▸ Stored data
----------------------------------------

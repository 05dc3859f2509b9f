use chrono::{DateTime, SecondsFormat, Utc};

use crate::xml::{escape_xml, XML_DECLARATION};

const CORE_PROPS_NS: &str =
    "http://schemas.openxmlformats.org/package/2006/metadata/core-properties";
const EXTENDED_PROPS_NS: &str =
    "http://schemas.openxmlformats.org/officeDocument/2006/extended-properties";
const DOC_PROPS_VTYPES_NS: &str =
    "http://schemas.openxmlformats.org/officeDocument/2006/docPropsVTypes";

/// `docProps/core.xml`.
#[derive(Debug, Clone, PartialEq, Eq)]
pub struct CoreProperties {
    pub creator: String,
    pub created: DateTime<Utc>,
    pub modified: DateTime<Utc>,
}

impl CoreProperties {
    pub fn new(creator: impl Into<String>, at: DateTime<Utc>) -> Self {
        Self {
            creator: creator.into(),
            created: at,
            modified: at,
        }
    }

    pub fn to_xml(&self) -> String {
        let mut xml = String::new();
        xml.push_str(XML_DECLARATION);
        xml.push_str(&format!(
            r#"<cp:coreProperties xmlns:cp="{CORE_PROPS_NS}" xmlns:dc="http://purl.org/dc/elements/1.1/" xmlns:dcterms="http://purl.org/dc/terms/" xmlns:dcmitype="http://purl.org/dc/dcmitype/" xmlns:xsi="http://www.w3.org/2001/XMLSchema-instance">"#
        ));
        xml.push_str(&format!(
            "<dc:creator>{}</dc:creator>",
            escape_xml(&self.creator)
        ));
        xml.push_str(&format!(
            r#"<dcterms:created xsi:type="dcterms:W3CDTF">{}</dcterms:created>"#,
            w3cdtf(self.created)
        ));
        xml.push_str(&format!(
            r#"<dcterms:modified xsi:type="dcterms:W3CDTF">{}</dcterms:modified>"#,
            w3cdtf(self.modified)
        ));
        xml.push_str("</cp:coreProperties>");
        xml
    }
}

/// `docProps/app.xml`.
#[derive(Debug, Clone, PartialEq, Eq)]
pub struct AppProperties {
    pub application: String,
    pub sheet_names: Vec<String>,
}

impl AppProperties {
    pub fn to_xml(&self) -> String {
        let count = self.sheet_names.len();
        let mut xml = String::new();
        xml.push_str(XML_DECLARATION);
        xml.push_str(&format!(
            r#"<Properties xmlns="{EXTENDED_PROPS_NS}" xmlns:vt="{DOC_PROPS_VTYPES_NS}">"#
        ));
        xml.push_str(&format!(
            "<Application>{}</Application>",
            escape_xml(&self.application)
        ));
        xml.push_str("<HeadingPairs>");
        xml.push_str(r#"<vt:vector size="2" baseType="variant">"#);
        xml.push_str("<vt:variant><vt:lpstr>Worksheets</vt:lpstr></vt:variant>");
        xml.push_str(&format!("<vt:variant><vt:i4>{count}</vt:i4></vt:variant>"));
        xml.push_str("</vt:vector>");
        xml.push_str("</HeadingPairs>");
        xml.push_str("<TitlesOfParts>");
        xml.push_str(&format!(r#"<vt:vector size="{count}" baseType="lpstr">"#));
        for name in &self.sheet_names {
            xml.push_str(&format!("<vt:lpstr>{}</vt:lpstr>", escape_xml(name)));
        }
        xml.push_str("</vt:vector>");
        xml.push_str("</TitlesOfParts>");
        xml.push_str("</Properties>");
        xml
    }
}

/// W3CDTF as used by `dcterms:created`: whole seconds, `Z` suffix.
fn w3cdtf(at: DateTime<Utc>) -> String {
    at.to_rfc3339_opts(SecondsFormat::Secs, true)
}
use chrono::{DateTime, Utc};

use super::relationships::{
    REL_TYPE_CORE_PROPERTIES, REL_TYPE_EXTENDED_PROPERTIES, REL_TYPE_OFFICE_DOCUMENT,
    REL_TYPE_SHARED_STRINGS, REL_TYPE_WORKSHEET,
};
use super::{
    AppProperties, ContentTypes, CoreProperties, Part, PartKind, Relationship, Relationships,
    WorkbookPart, APP_PROPS_PART, CORE_PROPS_PART, ROOT_RELS_PART, SHARED_STRINGS_PART,
    SHEET_NAME, WORKBOOK_PART, WORKBOOK_RELS_PART, WORKSHEET_PART,
};

/// Relationship id of the worksheet in the workbook rels.
pub const WORKSHEET_REL_ID: &str = "rId1";

const APPLICATION: &str = "recordbook-xlsx";

/// Builds the fixed auxiliary parts of a single-sheet package.
///
/// The timestamp (stamped into `docProps/core.xml`) is the only thing that varies between builds.
#[derive(Debug, Clone)]
pub struct ManifestBuilder {
    timestamp: DateTime<Utc>,
    creator: String,
}

impl ManifestBuilder {
    pub fn new(timestamp: DateTime<Utc>) -> Self {
        Self {
            timestamp,
            creator: APPLICATION.to_string(),
        }
    }

    pub fn with_creator(mut self, creator: impl Into<String>) -> Self {
        self.creator = creator.into();
        self
    }

    /// Content types, package rels, workbook rels, workbook descriptor and both docProps parts.
    ///
    /// The registry and relationships also cover the worksheet and shared strings parts, which the
    /// caller serializes separately.
    pub fn build(&self) -> Vec<Part> {
        let content_types = ContentTypes::for_parts([
            (ROOT_RELS_PART, PartKind::Relationships),
            (CORE_PROPS_PART, PartKind::CoreProperties),
            (APP_PROPS_PART, PartKind::ExtendedProperties),
            (WORKBOOK_PART, PartKind::Workbook),
            (WORKBOOK_RELS_PART, PartKind::Relationships),
            (WORKSHEET_PART, PartKind::Worksheet),
            (SHARED_STRINGS_PART, PartKind::SharedStrings),
        ]);

        let root_rels = Relationships::new(vec![
            Relationship::new("rId1", REL_TYPE_OFFICE_DOCUMENT, WORKBOOK_PART),
            Relationship::new("rId2", REL_TYPE_CORE_PROPERTIES, CORE_PROPS_PART),
            Relationship::new("rId3", REL_TYPE_EXTENDED_PROPERTIES, APP_PROPS_PART),
        ]);

        // Workbook rels targets are relative to `xl/`.
        let workbook_rels = Relationships::new(vec![
            Relationship::new(WORKSHEET_REL_ID, REL_TYPE_WORKSHEET, "worksheets/sheet1.xml"),
            Relationship::new("rId2", REL_TYPE_SHARED_STRINGS, "sharedStrings.xml"),
        ]);

        let workbook = WorkbookPart::single_sheet(SHEET_NAME, WORKSHEET_REL_ID);
        let core = CoreProperties::new(self.creator.clone(), self.timestamp);
        let app = AppProperties {
            application: APPLICATION.to_string(),
            sheet_names: vec![SHEET_NAME.to_string()],
        };

        vec![
            content_types.into_part(),
            Part::new(ROOT_RELS_PART, PartKind::Relationships, root_rels.to_xml()),
            Part::new(CORE_PROPS_PART, PartKind::CoreProperties, core.to_xml()),
            Part::new(APP_PROPS_PART, PartKind::ExtendedProperties, app.to_xml()),
            Part::new(WORKBOOK_PART, PartKind::Workbook, workbook.to_xml()),
            Part::new(WORKBOOK_RELS_PART, PartKind::Relationships, workbook_rels.to_xml()),
        ]
    }
}

#[cfg(test)]
mod tests {
    use super::*;
    use crate::package::CONTENT_TYPES_PART;
    use crate::path::{rels_for_part, resolve_target};
    use chrono::TimeZone;

    fn built() -> Vec<Part> {
        ManifestBuilder::new(Utc.with_ymd_and_hms(2024, 1, 2, 3, 4, 5).unwrap()).build()
    }

    fn xml_of<'a>(parts: &'a [Part], name: &str) -> &'a str {
        parts
            .iter()
            .find(|p| p.name == name)
            .map(|p| p.xml.as_str())
            .unwrap_or_else(|| panic!("missing {name}"))
    }

    #[test]
    fn builds_six_auxiliary_parts() {
        let parts = built();
        let mut names: Vec<&str> = parts.iter().map(|p| p.name.as_str()).collect();
        names.sort_unstable();
        assert_eq!(
            names,
            vec![
                CONTENT_TYPES_PART,
                ROOT_RELS_PART,
                APP_PROPS_PART,
                CORE_PROPS_PART,
                WORKBOOK_RELS_PART,
                WORKBOOK_PART,
            ]
        );
        for part in &parts {
            roxmltree::Document::parse(&part.xml)
                .unwrap_or_else(|e| panic!("{} is not well formed: {e}", part.name));
        }
    }

    #[test]
    fn relationships_lead_from_root_to_worksheet_and_shared_strings() {
        let parts = built();
        let root =
            Relationships::parse(xml_of(&parts, ROOT_RELS_PART).as_bytes(), ROOT_RELS_PART)
                .unwrap();
        let workbook_target = &root.by_type(REL_TYPE_OFFICE_DOCUMENT).unwrap().target;
        let workbook_part = resolve_target("", workbook_target);
        assert_eq!(workbook_part, WORKBOOK_PART);

        let workbook =
            WorkbookPart::parse(xml_of(&parts, WORKBOOK_PART).as_bytes(), WORKBOOK_PART).unwrap();
        assert_eq!(workbook.sheets.len(), 1);
        let sheet = workbook.first_sheet().unwrap();
        assert_eq!(sheet.name, "Sheet1");
        assert_eq!(sheet.rel_id, "rId1");

        let rels_name = rels_for_part(&workbook_part);
        let wb_rels =
            Relationships::parse(xml_of(&parts, &rels_name).as_bytes(), &rels_name).unwrap();
        let sheet_rel = wb_rels.by_id(&sheet.rel_id).unwrap();
        assert_eq!(resolve_target(&workbook_part, &sheet_rel.target), WORKSHEET_PART);
        let sst_rel = wb_rels.by_type(REL_TYPE_SHARED_STRINGS).unwrap();
        assert_eq!(resolve_target(&workbook_part, &sst_rel.target), SHARED_STRINGS_PART);
    }

    #[test]
    fn registry_covers_every_typed_part() {
        let parts = built();
        let types = ContentTypes::parse(
            xml_of(&parts, CONTENT_TYPES_PART).as_bytes(),
            CONTENT_TYPES_PART,
        )
        .unwrap();
        for (name, kind) in [
            (WORKBOOK_PART, PartKind::Workbook),
            (WORKSHEET_PART, PartKind::Worksheet),
            (SHARED_STRINGS_PART, PartKind::SharedStrings),
            (CORE_PROPS_PART, PartKind::CoreProperties),
            (APP_PROPS_PART, PartKind::ExtendedProperties),
        ] {
            assert_eq!(types.content_type_of(name), kind.content_type(), "{name}");
        }
        assert!(types.content_type_of(ROOT_RELS_PART).is_some());
    }

    #[test]
    fn timestamp_is_the_only_variable_input() {
        let a = ManifestBuilder::new(Utc.with_ymd_and_hms(2024, 1, 2, 3, 4, 5).unwrap()).build();
        let b = ManifestBuilder::new(Utc.with_ymd_and_hms(2024, 1, 2, 3, 4, 5).unwrap()).build();
        let c = ManifestBuilder::new(Utc.with_ymd_and_hms(2025, 1, 2, 3, 4, 5).unwrap()).build();
        assert_eq!(a, b);
        assert_ne!(a, c);
        assert!(xml_of(&a, CORE_PROPS_PART).contains("2024-01-02T03:04:05Z"));
    }
}
pub(crate) mod parse;
mod write;

use std::collections::HashMap;

pub use parse::parse_shared_strings_xml;
pub use parse::SharedStringsError;
pub use write::write_shared_strings_xml;

/// Write-side shared strings table: registers distinct values during one worksheet build.
///
/// Ordinals returned by [`SharedStringTable::add`] are registration handles, stable for the
/// lifetime of the table. The ordinals stored on disk come from [`SharedStringTable::sorted`],
/// whose order is ascending byte-wise order of the values so equivalent input always serializes
/// identically.
#[derive(Clone, Debug, Default)]
pub struct SharedStringTable {
    values: Vec<String>,
    index: HashMap<String, u32>,
}

impl SharedStringTable {
    pub fn new() -> Self {
        Self::default()
    }

    /// Register `value` once; equal values return the same ordinal.
    pub fn add(&mut self, value: &str) -> u32 {
        if let Some(idx) = self.index.get(value) {
            return *idx;
        }
        let idx = self.values.len() as u32;
        self.values.push(value.to_string());
        self.index.insert(value.to_string(), idx);
        idx
    }

    pub fn len(&self) -> usize {
        self.values.len()
    }

    pub fn is_empty(&self) -> bool {
        self.values.is_empty()
    }

    /// The registered values in serialization order.
    pub fn to_ordered_list(&self) -> Vec<&str> {
        let mut out: Vec<&str> = self.values.iter().map(String::as_str).collect();
        out.sort_unstable();
        out
    }

    /// Freeze into the canonical, serialization-ordered table.
    pub fn sorted(&self) -> SharedStrings {
        SharedStrings::from_items(self.to_ordered_list().into_iter().map(str::to_string).collect())
    }
}

/// Shared strings table (`xl/sharedStrings.xml`) indexed by on-disk ordinal.
#[derive(Clone, Debug, Default, PartialEq)]
pub struct SharedStrings {
    items: Vec<String>,
    index: HashMap<String, u32>,
}

impl SharedStrings {
    /// Build a table whose ordinals are the positions in `items`.
    ///
    /// Duplicate items (possible in third-party files) keep their own ordinal for lookup; reverse
    /// lookup resolves to the first occurrence.
    pub fn from_items(items: Vec<String>) -> Self {
        let mut index = HashMap::with_capacity(items.len());
        for (idx, item) in items.iter().enumerate() {
            index.entry(item.clone()).or_insert(idx as u32);
        }
        Self { items, index }
    }

    pub fn lookup(&self, ordinal: u32) -> Option<&str> {
        self.items.get(ordinal as usize).map(String::as_str)
    }

    pub fn ordinal_of(&self, value: &str) -> Option<u32> {
        self.index.get(value).copied()
    }

    pub fn items(&self) -> &[String] {
        &self.items
    }

    pub fn len(&self) -> usize {
        self.items.len()
    }

    pub fn is_empty(&self) -> bool {
        self.items.is_empty()
    }
}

----------------------------------------

▸ What is needed
Lines after the one containing "const EXTENDED_PROPS_NS: &str" are left out; every line from the start of the entries through that line is restated word for word.

▸ Solution below
repository 05dc3859f2509b9f
use chrono::{DateTime, SecondsFormat, Utc};

use crate::xml::{escape_xml, XML_DECLARATION};

const CORE_PROPS_NS: &str =
    "http://schemas.openxmlformats.org/package/2006/metadata/core-properties";
const EXTENDED_PROPS_NS: &str =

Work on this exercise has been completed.